— Your objective —
Look in the material below for the line holding "a bounded cache.". Set it down exactly, with each later line up to and including the line holding "pub fn date(&self)".

— Exercise materials —
——————

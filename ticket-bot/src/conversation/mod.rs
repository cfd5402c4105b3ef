//! Per-chat conversation state.
//!
//! `machine` is the pure state machine for the guided search flow; `store`
//! keeps one state per chat in a bounded cache.

mod machine;
mod store;

pub use machine::{ConversationState, Input, PendingSearch, Step, Transition};
pub use store::{ConversationStore, ConversationStoreConfig};
//! Search queries.

use chrono::NaiveDate;

/// A single forward-journey search.
///
/// Station fields hold whatever the station directory resolved the user's
/// input to: normally a provider code, but unknown names pass through
/// unchanged and are left for the provider to reject.
#[derive(Debug, Clone, PartialEq, Eq, Hash)]
pub struct SearchQuery {
    origin: String,
    destination: String,
    date: NaiveDate,
}

impl SearchQuery {
    /// Create a query from resolved station tokens and a travel date.
    pub fn new(origin: impl Into<String>, destination: impl Into<String>, date: NaiveDate) -> Self {
        Self {
            origin: origin.into(),
            destination: destination.into(),
            date,
        }
    }

    /// Origin station token.
    pub fn origin(&self) -> &str {
        &self.origin
    }

    /// Destination station token.
    pub fn destination(&self) -> &str {
        &self.destination
    }

    /// Travel date.
    pub fn date(&self) -> NaiveDate {
        self.date
    }
}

——————

— Completed exercise —
//! keeps one state per chat in a bounded cache.

mod machine;
mod store;

pub use machine::{ConversationState, Input, PendingSearch, Step, Transition};
pub use store::{ConversationStore, ConversationStoreConfig};
//! Search queries.

use chrono::NaiveDate;

/// A single forward-journey search.
///
/// Station fields hold whatever the station directory resolved the user's
/// input to: normally a provider code, but unknown names pass through
/// unchanged and are left for the provider to reject.
#[derive(Debug, Clone, PartialEq, Eq, Hash)]
pub struct SearchQuery {
    origin: String,
    destination: String,
    date: NaiveDate,
}

impl SearchQuery {
    /// Create a query from resolved station tokens and a travel date.
    pub fn new(origin: impl Into<String>, destination: impl Into<String>, date: NaiveDate) -> Self {
        Self {
            origin: origin.into(),
            destination: destination.into(),
            date,
        }
    }

    /// Origin station token.
    pub fn origin(&self) -> &str {
        &self.origin
    }

    /// Destination station token.
    pub fn destination(&self) -> &str {
        &self.destination
    }

    /// Travel date.
    pub fn date(&self) -> NaiveDate {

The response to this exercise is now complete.